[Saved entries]
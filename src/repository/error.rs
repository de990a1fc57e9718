// ==========================================
// 企业名录系统 - 仓储层错误类型
// ==========================================
// 工具: thiserror 派生宏
// ==========================================

use thiserror::Error;

/// 仓储层错误类型
#[derive(Error, Debug)]
pub enum RepositoryError {
    // ===== 连接/资源错误（整体不可用）=====
    #[error("database connection failed: {0}")]
    DatabaseConnectionError(String),

    #[error("database lock unavailable: {0}")]
    LockError(String),

    // ===== 数据库错误 =====
    #[error("database transaction failed: {0}")]
    DatabaseTransactionError(String),

    #[error("database query failed: {0}")]
    DatabaseQueryError(String),

    // ===== 约束错误（单条记录级别）=====
    #[error("unique constraint violated: {0}")]
    UniqueConstraintViolation(String),

    #[error("foreign key constraint violated: {0}")]
    ForeignKeyViolation(String),

    #[error("constraint violated: {0}")]
    ConstraintViolation(String),
}

impl RepositoryError {
    /// 单条记录被存储拒绝（批量写入中可跳过，不影响其他记录）
    pub fn is_constraint_violation(&self) -> bool {
        matches!(
            self,
            RepositoryError::UniqueConstraintViolation(_)
                | RepositoryError::ForeignKeyViolation(_)
                | RepositoryError::ConstraintViolation(_)
        )
    }

    /// 存储整体不可达（连接/锁）
    pub fn is_unavailable(&self) -> bool {
        matches!(
            self,
            RepositoryError::DatabaseConnectionError(_) | RepositoryError::LockError(_)
        )
    }
}

// 实现 From<rusqlite::Error>
impl From<rusqlite::Error> for RepositoryError {
    fn from(err: rusqlite::Error) -> Self {
        match err {
            rusqlite::Error::SqliteFailure(code, msg) => {
                let message = msg.unwrap_or_else(|| code.to_string());
                match code.code {
                    rusqlite::ErrorCode::ConstraintViolation => {
                        if message.contains("UNIQUE") {
                            RepositoryError::UniqueConstraintViolation(message)
                        } else if message.contains("FOREIGN KEY") {
                            RepositoryError::ForeignKeyViolation(message)
                        } else {
                            RepositoryError::ConstraintViolation(message)
                        }
                    }
                    rusqlite::ErrorCode::CannotOpen
                    | rusqlite::ErrorCode::DatabaseBusy
                    | rusqlite::ErrorCode::DatabaseLocked
                    | rusqlite::ErrorCode::NotADatabase => {
                        RepositoryError::DatabaseConnectionError(message)
                    }
                    _ => RepositoryError::DatabaseQueryError(message),
                }
            }
            _ => RepositoryError::DatabaseQueryError(err.to_string()),
        }
    }
}

/// Result 类型别名
pub type RepositoryResult<T> = Result<T, RepositoryError>;
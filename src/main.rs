// Dev utility: stage a local CSV/JSON file and run it through the import pipeline.
//
// Usage:
//   cargo run -- <file> <mime> <companies|people> [db_path]
//
// The input is copied into the temp dir first; only the staged copy is consumed.

use anyhow::{bail, Context};
use corp_directory_import::config::{get_default_db_path, ConfigManager};
use corp_directory_import::db::{init_schema, open_sqlite_connection};
use corp_directory_import::{logging, DirectoryImportRepositoryImpl, DirectoryImporter, DirectoryImporterImpl};
use std::path::PathBuf;
use std::sync::{Arc, Mutex};
use uuid::Uuid;

#[tokio::main]
async fn main() -> anyhow::Result<()> {
    logging::init();

    let mut args = std::env::args().skip(1);
    let (Some(file), Some(mime), Some(kind)) = (args.next(), args.next(), args.next()) else {
        bail!("usage: corp-directory-import <file> <mime> <companies|people> [db_path]");
    };
    let db_path = args.next().unwrap_or_else(get_default_db_path);

    tracing::info!(version = corp_directory_import::VERSION, db_path = %db_path, "{}", corp_directory_import::APP_NAME);

    let conn = open_sqlite_connection(&db_path).with_context(|| format!("open {}", db_path))?;
    init_schema(&conn).context("init schema")?;
    let conn = Arc::new(Mutex::new(conn));

    let repo = DirectoryImportRepositoryImpl::from_connection(conn.clone())?;
    let config = ConfigManager::from_connection(conn);
    let importer = DirectoryImporterImpl::new(repo, config);

    let source = PathBuf::from(&file);
    let extension = source
        .extension()
        .map(|e| format!(".{}", e.to_string_lossy()))
        .unwrap_or_default();
    let staged = std::env::temp_dir().join(format!("upload-{}{}", Uuid::new_v4(), extension));
    std::fs::copy(&source, &staged).with_context(|| format!("stage {}", file))?;

    let result = importer.import_staged_upload(staged, &mime, &kind).await?;
    println!("{}", serde_json::to_string_pretty(&result)?);
    Ok(())
}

» Required action: Provide the count of lines in the data above that include the word "ErrorCode", with no added text.

» Output for this exercise: 5